The task ▸ Keeping every line intact, print the records that follow.

====

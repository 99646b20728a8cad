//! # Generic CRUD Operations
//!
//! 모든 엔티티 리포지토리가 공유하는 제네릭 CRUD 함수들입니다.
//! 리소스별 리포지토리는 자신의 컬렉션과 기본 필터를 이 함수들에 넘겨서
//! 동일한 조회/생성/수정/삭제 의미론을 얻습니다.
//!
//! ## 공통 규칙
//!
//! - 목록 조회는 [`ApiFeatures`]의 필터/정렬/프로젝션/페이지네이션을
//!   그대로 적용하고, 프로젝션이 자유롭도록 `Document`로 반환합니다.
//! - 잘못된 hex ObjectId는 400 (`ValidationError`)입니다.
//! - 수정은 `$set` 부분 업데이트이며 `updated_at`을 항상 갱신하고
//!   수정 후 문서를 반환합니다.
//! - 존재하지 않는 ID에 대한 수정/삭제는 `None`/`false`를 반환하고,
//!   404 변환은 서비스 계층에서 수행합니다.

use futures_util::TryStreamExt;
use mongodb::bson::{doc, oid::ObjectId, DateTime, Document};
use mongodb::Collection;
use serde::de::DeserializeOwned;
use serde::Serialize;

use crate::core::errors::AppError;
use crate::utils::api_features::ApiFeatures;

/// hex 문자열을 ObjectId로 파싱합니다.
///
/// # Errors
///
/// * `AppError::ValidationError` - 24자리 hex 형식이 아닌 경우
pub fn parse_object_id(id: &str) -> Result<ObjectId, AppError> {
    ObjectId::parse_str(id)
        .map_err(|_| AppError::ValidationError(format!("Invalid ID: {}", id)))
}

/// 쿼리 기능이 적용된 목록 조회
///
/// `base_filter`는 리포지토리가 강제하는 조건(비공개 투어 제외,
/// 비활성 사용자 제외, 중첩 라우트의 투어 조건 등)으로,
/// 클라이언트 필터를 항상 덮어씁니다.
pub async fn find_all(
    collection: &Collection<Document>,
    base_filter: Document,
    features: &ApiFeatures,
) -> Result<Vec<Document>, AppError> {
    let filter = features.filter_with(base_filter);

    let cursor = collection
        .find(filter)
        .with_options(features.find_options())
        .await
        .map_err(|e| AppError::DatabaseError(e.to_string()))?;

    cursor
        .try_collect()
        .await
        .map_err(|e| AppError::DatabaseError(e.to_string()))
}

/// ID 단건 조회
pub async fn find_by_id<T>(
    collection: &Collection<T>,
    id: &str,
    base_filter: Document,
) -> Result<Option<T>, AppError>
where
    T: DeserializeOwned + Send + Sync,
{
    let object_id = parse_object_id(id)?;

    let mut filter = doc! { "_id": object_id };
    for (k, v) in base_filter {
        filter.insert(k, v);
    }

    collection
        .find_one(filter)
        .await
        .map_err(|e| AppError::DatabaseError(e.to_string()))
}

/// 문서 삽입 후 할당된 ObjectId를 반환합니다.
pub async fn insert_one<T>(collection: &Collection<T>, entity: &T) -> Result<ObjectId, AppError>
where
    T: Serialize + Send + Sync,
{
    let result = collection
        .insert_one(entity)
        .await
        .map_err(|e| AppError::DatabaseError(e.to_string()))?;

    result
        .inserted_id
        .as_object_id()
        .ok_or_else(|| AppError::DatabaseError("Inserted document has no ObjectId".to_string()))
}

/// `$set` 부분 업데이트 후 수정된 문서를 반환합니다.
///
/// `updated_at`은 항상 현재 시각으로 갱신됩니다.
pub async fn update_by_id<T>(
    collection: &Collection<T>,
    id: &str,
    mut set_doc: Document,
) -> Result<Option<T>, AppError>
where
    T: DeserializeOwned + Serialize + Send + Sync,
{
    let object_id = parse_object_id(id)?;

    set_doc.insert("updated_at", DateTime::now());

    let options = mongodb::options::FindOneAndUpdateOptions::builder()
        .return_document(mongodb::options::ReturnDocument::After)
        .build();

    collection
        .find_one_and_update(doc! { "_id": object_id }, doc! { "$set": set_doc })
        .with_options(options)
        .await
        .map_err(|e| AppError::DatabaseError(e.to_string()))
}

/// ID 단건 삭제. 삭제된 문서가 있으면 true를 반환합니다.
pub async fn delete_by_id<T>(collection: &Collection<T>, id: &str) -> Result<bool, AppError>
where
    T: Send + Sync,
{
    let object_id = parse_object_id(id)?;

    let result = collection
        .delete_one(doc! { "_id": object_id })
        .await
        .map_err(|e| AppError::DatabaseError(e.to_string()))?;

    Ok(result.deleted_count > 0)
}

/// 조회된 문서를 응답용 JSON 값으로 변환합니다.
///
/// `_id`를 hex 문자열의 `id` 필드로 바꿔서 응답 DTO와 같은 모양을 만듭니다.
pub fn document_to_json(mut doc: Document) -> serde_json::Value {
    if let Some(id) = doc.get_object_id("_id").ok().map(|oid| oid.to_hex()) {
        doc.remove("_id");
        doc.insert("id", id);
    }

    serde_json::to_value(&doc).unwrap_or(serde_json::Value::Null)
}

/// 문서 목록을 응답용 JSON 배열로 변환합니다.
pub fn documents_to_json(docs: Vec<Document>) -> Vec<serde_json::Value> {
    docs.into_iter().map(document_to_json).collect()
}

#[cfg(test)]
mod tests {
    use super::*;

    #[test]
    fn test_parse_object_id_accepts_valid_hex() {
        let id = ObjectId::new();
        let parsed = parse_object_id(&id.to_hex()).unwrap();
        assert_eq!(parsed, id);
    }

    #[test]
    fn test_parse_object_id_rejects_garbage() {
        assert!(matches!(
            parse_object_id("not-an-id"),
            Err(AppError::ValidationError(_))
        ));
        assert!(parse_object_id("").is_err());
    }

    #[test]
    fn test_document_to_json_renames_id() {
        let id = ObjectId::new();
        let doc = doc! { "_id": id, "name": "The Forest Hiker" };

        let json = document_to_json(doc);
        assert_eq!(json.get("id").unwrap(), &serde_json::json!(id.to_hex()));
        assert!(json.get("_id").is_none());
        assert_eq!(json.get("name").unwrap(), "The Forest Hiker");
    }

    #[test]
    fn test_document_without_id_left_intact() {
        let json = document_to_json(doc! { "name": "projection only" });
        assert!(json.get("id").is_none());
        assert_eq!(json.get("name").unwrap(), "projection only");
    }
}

====

Written reply ▸
repository 99646b20728a8cad
//! # Generic CRUD Operations
//!
//! 모든 엔티티 리포지토리가 공유하는 제네릭 CRUD 함수들입니다.
//! 리소스별 리포지토리는 자신의 컬렉션과 기본 필터를 이 함수들에 넘겨서
//! 동일한 조회/생성/수정/삭제 의미론을 얻습니다.
//!
//! ## 공통 규칙
//!
//! - 목록 조회는 [`ApiFeatures`]의 필터/정렬/프로젝션/페이지네이션을
//!   그대로 적용하고, 프로젝션이 자유롭도록 `Document`로 반환합니다.
//! - 잘못된 hex ObjectId는 400 (`ValidationError`)입니다.
//! - 수정은 `$set` 부분 업데이트이며 `updated_at`을 항상 갱신하고
//!   수정 후 문서를 반환합니다.
//! - 존재하지 않는 ID에 대한 수정/삭제는 `None`/`false`를 반환하고,
//!   404 변환은 서비스 계층에서 수행합니다.

use futures_util::TryStreamExt;
use mongodb::bson::{doc, oid::ObjectId, DateTime, Document};
use mongodb::Collection;
use serde::de::DeserializeOwned;
use serde::Serialize;

use crate::core::errors::AppError;
use crate::utils::api_features::ApiFeatures;

/// hex 문자열을 ObjectId로 파싱합니다.
///
/// # Errors
///
/// * `AppError::ValidationError` - 24자리 hex 형식이 아닌 경우
pub fn parse_object_id(id: &str) -> Result<ObjectId, AppError> {
    ObjectId::parse_str(id)
        .map_err(|_| AppError::ValidationError(format!("Invalid ID: {}", id)))
}

/// 쿼리 기능이 적용된 목록 조회
///
/// `base_filter`는 리포지토리가 강제하는 조건(비공개 투어 제외,
/// 비활성 사용자 제외, 중첩 라우트의 투어 조건 등)으로,
/// 클라이언트 필터를 항상 덮어씁니다.
pub async fn find_all(
    collection: &Collection<Document>,
    base_filter: Document,
    features: &ApiFeatures,
) -> Result<Vec<Document>, AppError> {
    let filter = features.filter_with(base_filter);

    let cursor = collection
        .find(filter)
        .with_options(features.find_options())
        .await
        .map_err(|e| AppError::DatabaseError(e.to_string()))?;

    cursor
        .try_collect()
        .await
        .map_err(|e| AppError::DatabaseError(e.to_string()))
}

/// ID 단건 조회
pub async fn find_by_id<T>(
    collection: &Collection<T>,
    id: &str,
    base_filter: Document,
) -> Result<Option<T>, AppError>
where
    T: DeserializeOwned + Send + Sync,
{
    let object_id = parse_object_id(id)?;

    let mut filter = doc! { "_id": object_id };
    for (k, v) in base_filter {
        filter.insert(k, v);
    }

    collection
        .find_one(filter)
        .await
        .map_err(|e| AppError::DatabaseError(e.to_string()))
}

/// 문서 삽입 후 할당된 ObjectId를 반환합니다.
pub async fn insert_one<T>(collection: &Collection<T>, entity: &T) -> Result<ObjectId, AppError>
where
    T: Serialize + Send + Sync,
{
    let result = collection
        .insert_one(entity)
        .await
        .map_err(|e| AppError::DatabaseError(e.to_string()))?;

    result
        .inserted_id
        .as_object_id()
        .ok_or_else(|| AppError::DatabaseError("Inserted document has no ObjectId".to_string()))
}

/// `$set` 부분 업데이트 후 수정된 문서를 반환합니다.
///
/// `updated_at`은 항상 현재 시각으로 갱신됩니다.
pub async fn update_by_id<T>(
    collection: &Collection<T>,
    id: &str,
    mut set_doc: Document,
) -> Result<Option<T>, AppError>
where
    T: DeserializeOwned + Serialize + Send + Sync,
{
    let object_id = parse_object_id(id)?;

    set_doc.insert("updated_at", DateTime::now());

    let options = mongodb::options::FindOneAndUpdateOptions::builder()
        .return_document(mongodb::options::ReturnDocument::After)
        .build();

    collection
        .find_one_and_update(doc! { "_id": object_id }, doc! { "$set": set_doc })
        .with_options(options)
        .await
        .map_err(|e| AppError::DatabaseError(e.to_string()))
}

/// ID 단건 삭제. 삭제된 문서가 있으면 true를 반환합니다.
pub async fn delete_by_id<T>(collection: &Collection<T>, id: &str) -> Result<bool, AppError>
where
    T: Send + Sync,
{
    let object_id = parse_object_id(id)?;

    let result = collection
        .delete_one(doc! { "_id": object_id })
        .await
        .map_err(|e| AppError::DatabaseError(e.to_string()))?;

    Ok(result.deleted_count > 0)
}

/// 조회된 문서를 응답용 JSON 값으로 변환합니다.
///
/// `_id`를 hex 문자열의 `id` 필드로 바꿔서 응답 DTO와 같은 모양을 만듭니다.
pub fn document_to_json(mut doc: Document) -> serde_json::Value {
    if let Some(id) = doc.get_object_id("_id").ok().map(|oid| oid.to_hex()) {
        doc.remove("_id");
        doc.insert("id", id);
    }

    serde_json::to_value(&doc).unwrap_or(serde_json::Value::Null)
}

/// 문서 목록을 응답용 JSON 배열로 변환합니다.
pub fn documents_to_json(docs: Vec<Document>) -> Vec<serde_json::Value> {
    docs.into_iter().map(document_to_json).collect()
}

#[cfg(test)]
mod tests {
    use super::*;

    #[test]
    fn test_parse_object_id_accepts_valid_hex() {
        let id = ObjectId::new();
        let parsed = parse_object_id(&id.to_hex()).unwrap();
        assert_eq!(parsed, id);
    }

    #[test]
    fn test_parse_object_id_rejects_garbage() {
        assert!(matches!(
            parse_object_id("not-an-id"),
            Err(AppError::ValidationError(_))
        ));
        assert!(parse_object_id("").is_err());
    }

    #[test]
    fn test_document_to_json_renames_id() {
        let id = ObjectId::new();
        let doc = doc! { "_id": id, "name": "The Forest Hiker" };

        let json = document_to_json(doc);
        assert_eq!(json.get("id").unwrap(), &serde_json::json!(id.to_hex()));
        assert!(json.get("_id").is_none());
        assert_eq!(json.get("name").unwrap(), "The Forest Hiker");
    }

    #[test]
    fn test_document_without_id_left_intact() {
        let json = document_to_json(doc! { "name": "projection only" });
        assert!(json.get("id").is_none());
        assert_eq!(json.get("name").unwrap(), "projection only");
    }
}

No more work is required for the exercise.